L’équipe prévient qu’il est très tôt. Ils ont utilisé le modèle pour examiner sept des événements les plus brillants générés dans leur simulation, qui correspondent probablement aux plus grands feux de camp observés par EUI. La clé pour faire avancer l’étude sera des observations conjointes  entre EUI et le spectrographe d’imagerie polarimétrique et héliosismique (PHI) et d’imagerie spectrale de l’environnement coronaire (SPICE) de l’engin spatial une fois que la mission scientifique complète de Solar Orbiter commencera en novembre. PHI révélera le champ magnétique du Soleil et comment il change à la surface, tandis que SPICE mesurera la température et la densité de la couronne.

Travail en équipe

Un aperçu supplémentaire des feux de camp a également été rendu possible en s’associant à l’Observatoire de la dynamique solaire de la NASA, qui est en orbite autour de la Terre, pour trianguler la hauteur des feux de camp dans l’atmosphère solaire.

«À notre grande surprise, les feux de camp sont situés très bas dans l’atmosphère solaire, à seulement quelques milliers de kilomètres au-dessus de la surface solaire, la photosphère», explique David Berghmans, chercheur principal d’EUI. 
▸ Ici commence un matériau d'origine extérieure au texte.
pub mod cancel;
pub mod fetch;
pub mod orchestrator;
pub mod rate_limit;

use std::path::PathBuf;
use std::time::Duration;

use chrono::{DateTime, Utc};
use serde::Serialize;

use crate::error::{Error, Result};
use crate::settings::Account;
use crate::storage::{repository, Database};

pub const CONFIG_API_BASE_URL: &str = "api_base_url";
pub const CONFIG_REQUEST_INTERVAL_MS: &str = "request_interval_ms";
pub const CONFIG_DUB_CAP_MULTIPLIER: &str = "dub_cap_multiplier";
pub const CONFIG_REFERENCE_DATA_PATH: &str = "reference_data_path";

pub const DEFAULT_DUB_CAP_MULTIPLIER: f64 = 1.7;

/// Job states, in the order a successful job passes through them.
#[derive(Debug, Clone, Copy, PartialEq, Eq, Serialize)]
#[serde(rename_all = "snake_case")]
pub enum SyncState {
    Idle,
    FetchingSnapshot,
    FetchingMissions,
    Exporting,
    Succeeded,
    Failed,
    Interrupted,
}

impl SyncState {
    pub fn is_terminal(self) -> bool {
        matches!(
            self,
            SyncState::Succeeded | SyncState::Failed | SyncState::Interrupted
        )
    }
}

#[derive(Debug, Clone, PartialEq, Serialize)]
pub struct MissionProgress {
    pub total: usize,
    pub finished: usize,
    /// e.g. `12.5%`
    pub finished_percentage: String,
    pub expected_finish_at: DateTime<Utc>,
}

/// Receives the ordered event stream of a sync job.
pub trait SyncProgress: Send + Sync {
    fn on_state(&self, _state: SyncState) {}
    fn on_mission_progress(&self, _progress: &MissionProgress) {}
    fn on_message(&self, _message: &str, _is_error: bool) {}
    fn on_known_accounts(&self, _accounts: &[Account]) {}
    fn on_exported_files(&self, _files: &[String]) {}
}

/// No-op progress reporter for non-interactive use.
pub struct NoopProgress;

impl SyncProgress for NoopProgress {}

/// Report returned after a sync job reaches a terminal state.
#[derive(Debug, Clone, Serialize)]
pub struct SyncReport {
    pub account_id: String,
    pub status: SyncStatus,
    pub missions_total: usize,
    pub missions_fetched: usize,
    pub missions_failed: usize,
    pub exported_files: Vec<String>,
    pub export_reused: bool,
    pub error: Option<String>,
}

impl SyncReport {
    pub fn new(account_id: &str) -> Self {
        Self {
            account_id: account_id.to_string(),
            status: SyncStatus::Failed,
            missions_total: 0,
            missions_fetched: 0,
            missions_failed: 0,
            exported_files: Vec::new(),
            export_reused: false,
            error: None,
        }
    }
}

#[derive(Debug, Clone, Copy, PartialEq, Eq, Serialize)]
pub enum SyncStatus {
    Success,
    Failed,
    Interrupted,
}

impl SyncStatus {
    pub fn as_str(self) -> &'static str {
        match self {
            SyncStatus::Success => "success",
            SyncStatus::Failed => "failed",
            SyncStatus::Interrupted => "interrupted",
        }
    }

    pub fn state(self) -> SyncState {
        match self {
            SyncStatus::Success => SyncState::Succeeded,
            SyncStatus::Failed => SyncState::Failed,
            SyncStatus::Interrupted => SyncState::Interrupted,
        }
    }
}

/// Effective tunables, read from `app_config` with defaults applied.
#[derive(Debug, Clone, PartialEq)]
pub struct SyncConfig {
    pub api_base_url: Option<String>,
    pub request_interval: Duration,
    pub dub_cap_multiplier: f64,
    pub reference_data_path: Option<PathBuf>,
}

impl Default for SyncConfig {
    fn default() -> Self {
        Self {
            api_base_url: None,
            request_interval: rate_limit::DEFAULT_REQUEST_INTERVAL,
            dub_cap_multiplier: DEFAULT_DUB_CAP_MULTIPLIER,
            reference_data_path: None,
        }
    }
}

impl SyncConfig {
    pub async fn load(db: &Database) -> Result<Self> {
        let values = db.reader().call(|conn| repository::list_config(conn)).await?;
        Self::from_pairs(&values)
    }

    pub fn from_pairs(values: &[(String, String)]) -> Result<Self> {
        let mut config = Self::default();
        for (key, value) in values {
            let value = value.trim();
            match key.as_str() {
                CONFIG_API_BASE_URL if !value.is_empty() => {
                    config.api_base_url = Some(value.to_string());
                }
                CONFIG_REQUEST_INTERVAL_MS => {
                    let ms: u64 = value.parse().map_err(|_| {
                        Error::Config(format!("{CONFIG_REQUEST_INTERVAL_MS} must be an integer, got {value:?}"))
                    })?;
                    if ms == 0 {
                        return Err(Error::Config(format!(
                            "{CONFIG_REQUEST_INTERVAL_MS} must be positive"
                        )));
                    }
                    config.request_interval = Duration::from_millis(ms);
                }
                CONFIG_DUB_CAP_MULTIPLIER => {
                    let multiplier: f64 = value.parse().map_err(|_| {
                        Error::Config(format!("{CONFIG_DUB_CAP_MULTIPLIER} must be a number, got {value:?}"))
                    })?;
                    if !multiplier.is_finite() || multiplier <= 0.0 {
                        return Err(Error::Config(format!(
                            "{CONFIG_DUB_CAP_MULTIPLIER} must be positive"
                        )));
                    }
                    config.dub_cap_multiplier = multiplier;
                }
                CONFIG_REFERENCE_DATA_PATH if !value.is_empty() => {
                    config.reference_data_path = Some(PathBuf::from(value));
                }
                _ => {}
            }
        }
        Ok(config)
    }
}

#[cfg(test)]
mod tests {
    use super::*;

    fn pairs(values: &[(&str, &str)]) -> Vec<(String, String)> {
        values
            .iter()
            .map(|(k, v)| (k.to_string(), v.to_string()))
            .collect()
    }

    #[test]
    fn test_defaults() {
        let config = SyncConfig::from_pairs(&[]).unwrap();
        assert_eq!(config.request_interval, Duration::from_secs(3));
        assert_eq!(config.dub_cap_multiplier, 1.7);
        assert_eq!(config.api_base_url, None);
    }

    #[test]
    fn test_overrides() {
        let config = SyncConfig::from_pairs(&pairs(&[
            (CONFIG_API_BASE_URL, "http://localhost:8080"),
            (CONFIG_REQUEST_INTERVAL_MS, "250"),
            (CONFIG_DUB_CAP_MULTIPLIER, "2"),
            (CONFIG_REFERENCE_DATA_PATH, "/tmp/params.json"),
            ("unrelated", "x"),
        ]))
        .unwrap();
        assert_eq!(config.api_base_url.as_deref(), Some("http://localhost:8080"));
        assert_eq!(config.request_interval, Duration::from_millis(250));
        assert_eq!(config.dub_cap_multiplier, 2.0);
        assert_eq!(config.reference_data_path, Some(PathBuf::from("/tmp/params.json")));
    }

    #[test]
    fn test_invalid_values_rejected() {
        for (key, value) in [
            (CONFIG_REQUEST_INTERVAL_MS, "0"),
            (CONFIG_REQUEST_INTERVAL_MS, "soon"),
            (CONFIG_DUB_CAP_MULTIPLIER, "-1"),
            (CONFIG_DUB_CAP_MULTIPLIER, "NaN"),
        ] {
            let err = SyncConfig::from_pairs(&pairs(&[(key, value)])).unwrap_err();
            assert!(matches!(err, Error::Config(_)), "{key}={value}");
        }
    }

    #[tokio::test]
    async fn test_load_from_database() {
        let db = Database::open_memory().await.unwrap();
        db.writer()
            .call(|conn| repository::set_config(conn, CONFIG_REQUEST_INTERVAL_MS, "1000"))
            .await
            .unwrap();
        let config = SyncConfig::load(&db).await.unwrap();
        assert_eq!(config.request_interval, Duration::from_secs(1));
    }

    #[test]
    fn test_terminal_states() {
        assert!(SyncState::Interrupted.is_terminal());
        assert!(!SyncState::Exporting.is_terminal());
        assert_eq!(SyncStatus::Failed.state(), SyncState::Failed);
    }
}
«Nous sommes très tôt et nous en apprenons encore beaucoup sur les caractéristiques du feu de camp. Par exemple, même si les feux de camp ressemblent à de petites boucles coronales, leur longueur est en moyenne un peu courte pour leur hauteur, ce qui suggère que nous ne voyons qu’une partie de ces petites boucles. Mais notre analyse préliminaire montre également que les feux de camp ne changent pas vraiment de hauteur au cours de leur vie, ce qui les met à l’écart des caractéristiques de type jet. »

Comprendre les caractéristiques des feux de camp et leur place parmi d’autres phénomènes solaires connus permettra aux scientifiques de plonger plus profondément dans le problème du chauffage par couronne solaire.

«C’est fantastique d’avoir déjà des données aussi prometteuses qui pourraient fournir un aperçu de l’un des plus grands mystères de la physique solaire avant que Solar Orbiter n’ait même commencé sa phase scientifique nominale», déclare Daniel Müller, scientifique du projet Solar Orbiter de l’ESA. «Notre mission a la chance de s’appuyer sur l’incroyable travail de terrain de ceux qui ont déjà volé, ainsi que sur les théories et les modèles déjà avancés au cours des dernières décennies. Nous sommes impatients de voir quels détails manquants Solar Orbiter – et la communauté solaire travaillant avec nos données – contribueront à résoudre les questions ouvertes dans ce domaine passionnant. »

Solar Orbiter est actuellement en «phase de croisière», axée principalement sur l’étalonnage des instruments, et commencera des observations coordonnées entre sa suite de dix instruments de télédétection et in situ à partir de novembre de cette année.

Solar Orbiter est une mission spatiale de collaboration internationale entre l’ESA et la NASA.